Ich mußte, da ich aus mehreren Gründen den dringlichen Antrag nicht gut ablehnen konnte, mehrere Tage darauf verwenden, einen Theil meiner Seethier-Sammlung (– Auswahl des Interessantesten aus allen Classen –) – hierfür zurecht zu machen. –||
Die Ausstellung der lebenden Fische (– sehr mäßig, nicht mehr als ein guter Fisch-Markt! –) fand im Hôtel zur Sonne statt. Mir selbst war der anstoßende große Billard-Saal eingeräumt. Mit Hülfe meines guten Assistenten Hamann und meines Lithographen Giltsch arrangirten wir eine sehr hübsche Auswahl nach beifolgendem Plan. Sie fand großen Beifall und wurde allgemein als der Glanzpunkt der Ausstellung bezeichnet. ||
III.
Am Donnerstag, bei der feierlichen Eröffnung der Ausstellung, führte ich den Großherzog 1 Stunde darin umher, am Samstag den Erbgroßherzog ebenfalls eine Stunde. Beide waren sehr liebenswürdig und überhäuften mich mit Lobsprüchen. Bei der großen Festtafel in der Sonne brachte der Landkammerrath Leiter einen Toast auf den „Hochberühmten Professor“ aus, der die „größte Zierde von Jena“ sei u.s.w. u.s.w. kurz lauter Dinge, die Dein Mutterherz sehr erfreut hätten, mir aber doch etwas zu stark waren! ||
– Clara wird Anfang Juni mit Marie und deren Kindern nach Heringsdorf (auf 6 – 7 Wochen) gehen.

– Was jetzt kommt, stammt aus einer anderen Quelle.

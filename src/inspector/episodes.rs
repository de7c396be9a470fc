//! Episode resolution for one directory.
//!
//! Sidecar files are paired with each video first (synchronously, in
//! listing order, so companion claims are deterministic), then every video
//! and its companion audio are probed with bounded concurrency. Results are
//! collected in dispatch order, so probe completion order never reorders
//! episodes.

use futures::stream::{self, StreamExt};
use std::path::{Path, PathBuf};
use tracing::{debug, warn};

use super::classifier::DirectoryBucket;
use super::matcher::MatchStrategy;
use super::{Diagnostic, DiagnosticKind};
use crate::error::Result;
use crate::model::{AudioTrackDescriptor, VideoRecord, VideoSection};
use crate::probe::language::language_name;
use crate::probe::{MediaProber, ProbeReport, StreamInfo, StreamKind};

/// Origin marker of streams that come from a companion `.mka` file.
pub const COMPANION_PREFIX: &str = "MKA:";

/// A video with its sidecars, ready to probe.
#[derive(Debug, Clone)]
struct PlannedEpisode {
    video: PathBuf,
    companion: Option<PathBuf>,
    subtitle_labels: Vec<String>,
}

/// Pair every video of the bucket with its sidecars.
///
/// A companion file is claimed by the first video that matches it.
fn plan(bucket: &DirectoryBucket, strategy: &dyn MatchStrategy) -> Vec<PlannedEpisode> {
    let mut unclaimed = bucket.companion_audio.clone();
    bucket
        .videos
        .iter()
        .map(|video| {
            let companion = strategy.companion(video, &unclaimed).cloned();
            if let Some(claimed) = &companion {
                unclaimed.retain(|c| c != claimed);
            }
            let subtitle_labels = strategy
                .subtitles(video, &bucket.subtitles)
                .into_iter()
                .map(|m| m.label)
                .collect();
            PlannedEpisode {
                video: video.clone(),
                companion,
                subtitle_labels,
            }
        })
        .collect()
}

/// Resolve one directory bucket into a video section.
///
/// Videos whose probe fails (or whose companion audio fails to probe) are
/// left out and reported as diagnostics.
pub async fn resolve_directory(
    bucket: &DirectoryBucket,
    prober: &dyn MediaProber,
    strategy: &dyn MatchStrategy,
    concurrency: usize,
) -> (VideoSection, Vec<Diagnostic>) {
    let planned = plan(bucket, strategy);
    debug!(
        target: "inspector::episodes",
        directory = %bucket.key,
        videos = planned.len(),
        "Probing directory"
    );

    let results: Vec<(PlannedEpisode, Result<VideoRecord>)> = stream::iter(planned)
        .map(|episode| async move {
            let record = probe_episode(prober, &episode).await;
            (episode, record)
        })
        .buffered(concurrency.max(1))
        .collect()
        .await;

    let mut episodes = Vec::with_capacity(results.len());
    let mut diagnostics = Vec::new();
    for (episode, result) in results {
        match result {
            Ok(record) => episodes.push(record),
            Err(e) => {
                warn!(
                    target: "inspector::episodes",
                    path = %episode.video.display(),
                    error = %e,
                    "Dropping episode"
                );
                diagnostics.push(Diagnostic::new(
                    DiagnosticKind::ProbeFailure,
                    &episode.video,
                    e.to_string(),
                ));
            }
        }
    }

    (VideoSection::new(bucket.key.clone(), episodes), diagnostics)
}

async fn probe_episode(prober: &dyn MediaProber, episode: &PlannedEpisode) -> Result<VideoRecord> {
    let report = prober.probe(&episode.video).await?;
    let companion = match &episode.companion {
        Some(path) => Some(prober.probe(path).await?),
        None => None,
    };
    Ok(build_record(
        &episode.video,
        &report,
        companion.as_ref(),
        episode.subtitle_labels.clone(),
    ))
}

/// Assemble the episode record from probe reports.
///
/// `subtitle_tracks` starts with the external subtitle labels; embedded
/// subtitle streams carrying a language tag are appended after them.
pub fn build_record(
    video: &Path,
    report: &ProbeReport,
    companion: Option<&ProbeReport>,
    mut subtitle_tracks: Vec<String>,
) -> VideoRecord {
    let resolution = report
        .streams
        .iter()
        .find(|s| s.kind == StreamKind::Video)
        .and_then(|s| Some(format!("{}x{}", s.width?, s.height?)))
        .unwrap_or_default();

    subtitle_tracks.extend(
        report
            .streams
            .iter()
            .filter(|s| s.kind == StreamKind::Subtitle)
            .filter_map(embedded_subtitle_label),
    );

    let embedded_audio = report
        .streams
        .iter()
        .filter(|s| s.kind == StreamKind::Audio)
        .map(|s| describe_audio_stream(s, false));
    let companion_audio = companion
        .into_iter()
        .flat_map(|r| r.streams.iter())
        .filter(|s| s.kind == StreamKind::Audio)
        .map(|s| describe_audio_stream(s, true));

    VideoRecord {
        basename: video
            .file_name()
            .map(|n| n.to_string_lossy().into_owned())
            .unwrap_or_default(),
        duration_seconds: report.duration_seconds,
        size_bytes: report.size_bytes,
        resolution,
        audio_tracks: embedded_audio.chain(companion_audio).collect(),
        subtitle_tracks,
        ..Default::default()
    }
}

/// `Language` or `Language(title)`; streams without a language tag are skipped.
pub fn embedded_subtitle_label(stream: &StreamInfo) -> Option<String> {
    let language = language_name(stream.language_tag.as_deref()?);
    Some(match &stream.title_tag {
        Some(title) => format!("{language}({title})"),
        None => language,
    })
}

/// Display string for one audio stream, e.g. `MKA:[Japanese] <Commentary> FLAC, 2ch, 48kHz`.
pub fn describe_audio_stream(stream: &StreamInfo, from_companion: bool) -> AudioTrackDescriptor {
    let mut text = String::new();
    if from_companion {
        text.push_str(COMPANION_PREFIX);
    }
    if let Some(tag) = &stream.language_tag {
        text.push_str(&format!("[{}] ", language_name(tag)));
    }
    if let Some(title) = &stream.title_tag {
        text.push_str(&format!("<{title}> "));
    }

    let mut details = Vec::with_capacity(3);
    if let Some(codec) = &stream.codec_name {
        details.push(codec.to_uppercase());
    }
    if let Some(channels) = stream.channels {
        details.push(format!("{channels}ch"));
    }
    if let Some(rate) = stream.sample_rate_hz {
        details.push(format_sample_rate(rate));
    }
    text.push_str(&details.join(", "));

    AudioTrackDescriptor::new(text)
}

/// Sample rate in the largest unit with a non-zero integer part.
///
/// The MHz step divides by 10^7, so 12 MHz prints as `1MHz`.
pub fn format_sample_rate(rate_hz: u32) -> String {
    let mhz = rate_hz / 10_000_000;
    if mhz > 0 {
        return format!("{mhz}MHz");
    }
    let khz = rate_hz / 1000;
    if khz > 0 {
        return format!("{khz}kHz");
    }
    format!("{rate_hz}Hz")
}

#[cfg(test)]
mod tests {
    use super::*;
    use crate::inspector::matcher::StemMatcher;
    use crate::test_utils::{MockProber, audio_stream, subtitle_stream, video_report};
    use std::time::Duration;

    fn bucket(videos: &[&str], audio: &[&str], subtitles: &[&str]) -> DirectoryBucket {
        let paths = |list: &[&str]| list.iter().map(PathBuf::from).collect();
        DirectoryBucket {
            key: String::new(),
            videos: paths(videos),
            companion_audio: paths(audio),
            subtitles: paths(subtitles),
        }
    }

    fn basenames(section: &VideoSection) -> Vec<&str> {
        section.episodes.iter().map(|e| e.basename.as_str()).collect()
    }

    #[test]
    fn test_format_sample_rate() {
        assert_eq!(format_sample_rate(48_000), "48kHz");
        assert_eq!(format_sample_rate(44_100), "44kHz");
        assert_eq!(format_sample_rate(800), "800Hz");
        assert_eq!(format_sample_rate(12_000_000), "1MHz");
        assert_eq!(format_sample_rate(0), "0Hz");
    }

    #[test]
    fn test_describe_audio_stream() {
        let mut stream = audio_stream("flac", 2, 48_000);
        assert_eq!(describe_audio_stream(&stream, false).as_str(), "FLAC, 2ch, 48kHz");

        stream.language_tag = Some("jpn".to_string());
        stream.title_tag = Some("Commentary".to_string());
        assert_eq!(
            describe_audio_stream(&stream, true).as_str(),
            "MKA:[Japanese] <Commentary> FLAC, 2ch, 48kHz"
        );
    }

    #[test]
    fn test_embedded_subtitle_label() {
        assert_eq!(
            embedded_subtitle_label(&subtitle_stream(Some("chi"), Some("Simplified"))),
            Some("Chinese(Simplified)".to_string())
        );
        assert_eq!(
            embedded_subtitle_label(&subtitle_stream(Some("eng"), None)),
            Some("English".to_string())
        );
        assert_eq!(embedded_subtitle_label(&subtitle_stream(None, Some("Signs"))), None);
    }

    #[test]
    fn test_build_record() {
        let mut report = video_report(1420.5, 350_000_000, 1920, 1080);
        report.streams.push(subtitle_stream(Some("eng"), None));
        let mut companion = video_report(1420.5, 40_000_000, 0, 0);
        companion.streams = vec![audio_stream("aac", 6, 48_000)];

        let record = build_record(
            Path::new("/anime/ep01.mkv"),
            &report,
            Some(&companion),
            vec![".chs.ass".to_string()],
        );

        assert_eq!(record.basename, "ep01.mkv");
        assert_eq!(record.resolution, "1920x1080");
        assert_eq!(record.size_bytes, 350_000_000);
        assert_eq!(record.subtitle_tracks, vec![".chs.ass", "English"]);
        let audio: Vec<_> = record.audio_tracks.iter().map(|a| a.as_str()).collect();
        assert_eq!(audio, vec!["FLAC, 2ch, 48kHz", "MKA:AAC, 6ch, 48kHz"]);
        assert!(!record.has_overlay());
    }

    #[test]
    fn test_build_record_without_video_stream() {
        let mut report = video_report(10.0, 1, 0, 0);
        report.streams.retain(|s| s.kind != StreamKind::Video);
        let record = build_record(Path::new("/a/x.mkv"), &report, None, Vec::new());
        assert_eq!(record.resolution, "");
    }

    #[test]
    fn test_first_video_claims_companion() {
        let planned = plan(
            &bucket(&["/a/ep01.mkv", "/a/ep01.mp4"], &["/a/ep01.mka"], &[]),
            &StemMatcher,
        );
        assert_eq!(planned[0].companion, Some(PathBuf::from("/a/ep01.mka")));
        assert_eq!(planned[1].companion, None);
    }

    #[tokio::test]
    async fn test_pairs_subtitles_in_listing_order() {
        let prober = MockProber::new();
        let bucket = bucket(
            &["/a/ep01.mkv", "/a/ep02.mkv"],
            &[],
            &["/a/ep01.chs.ass", "/a/ep02.chs.ass", "/a/ep02.cht.ass"],
        );

        let (section, diagnostics) = resolve_directory(&bucket, &prober, &StemMatcher, 4).await;

        assert!(diagnostics.is_empty());
        assert_eq!(basenames(&section), vec!["ep01.mkv", "ep02.mkv"]);
        assert_eq!(section.episodes[0].subtitle_tracks, vec![".chs.ass"]);
        assert_eq!(section.episodes[1].subtitle_tracks, vec![".chs.ass", ".cht.ass"]);
    }

    #[tokio::test]
    async fn test_out_of_order_completion_keeps_listing_order() {
        let prober = MockProber::new()
            .with_delay("/a/ep01.mkv", Duration::from_millis(60))
            .with_delay("/a/ep02.mkv", Duration::from_millis(30));
        let bucket = bucket(&["/a/ep01.mkv", "/a/ep02.mkv", "/a/ep03.mkv"], &[], &[]);

        let (section, _) = resolve_directory(&bucket, &prober, &StemMatcher, 3).await;

        assert_eq!(basenames(&section), vec!["ep01.mkv", "ep02.mkv", "ep03.mkv"]);
        // ep03 really did finish first
        assert_eq!(prober.completion_order()[0], PathBuf::from("/a/ep03.mkv"));
    }

    #[tokio::test]
    async fn test_failed_probe_drops_only_that_video() {
        let prober = MockProber::new().with_failure("/a/ep02.mkv");
        let bucket = bucket(&["/a/ep01.mkv", "/a/ep02.mkv", "/a/ep03.mkv"], &[], &[]);

        let (section, diagnostics) = resolve_directory(&bucket, &prober, &StemMatcher, 2).await;

        assert_eq!(basenames(&section), vec!["ep01.mkv", "ep03.mkv"]);
        assert_eq!(diagnostics.len(), 1);
        assert_eq!(diagnostics[0].kind, DiagnosticKind::ProbeFailure);
        assert_eq!(diagnostics[0].path, PathBuf::from("/a/ep02.mkv"));
    }

    #[tokio::test]
    async fn test_failed_companion_probe_drops_video() {
        let prober = MockProber::new().with_failure("/a/ep01.mka");
        let bucket = bucket(&["/a/ep01.mkv", "/a/ep02.mkv"], &["/a/ep01.mka"], &[]);

        let (section, diagnostics) = resolve_directory(&bucket, &prober, &StemMatcher, 2).await;

        assert_eq!(basenames(&section), vec!["ep02.mkv"]);
        assert_eq!(diagnostics.len(), 1);
    }
}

Anfang August kommt Clara zurück und will dann unsere Kinder auf 5 – 6 Wochen übernehmen, während ich mit Agnes (bis Mitte September) in die Alpen gehe.
– Agnes kömmt mit den 3 Kindern im Juli auf 10 – 14 Tage zu Dir nach Potsdam.
– Marie geht (mit Gretchen), übermorgen nach Berlin zurück. Morgen wollen wir Alle zusammen (mit den Kindern) einen Besuch in Gera bei Otto machen. ||
IV.
Das Pfingstwetter ist hier ganz prachtvoll. Heute Morgen habe ich mit Walter einen herrlichen Spaziergang durch den Ziegenhainer Forst nach dem Luftschiff gemacht, am Fürstenbrunnen zurück. Es war in diesem Jahre das erste Mal, daß ich den Frühling in unserm lieben Saalthal genoß. Übermorgen will ich mit Walter auf 2 – 3 Tage nach Ziegenrück und vielleicht nach Schwarzburg, wenn das Wetter gut ist. ||
– Gestern Abend sah ichb eine Anzahl früherer Schüler, die vor 10 Jahren hier studiert haben, darunter Dr. Fleischer, Schuck und Dr. Wegscheider aus Berlin, letzterer mit seiner jungen Frau, geb. Bertha Richter. –
Überhaupt hatte ich diese Woche viel Besuch!
Bitte, mache auf meine Kosten mit Tante Bertha, die ich herzlichst grüße, ein paar Spazierfahrten bei dem schönen Wetter!
Agnes grüßt herzlich und schreibt nächstens.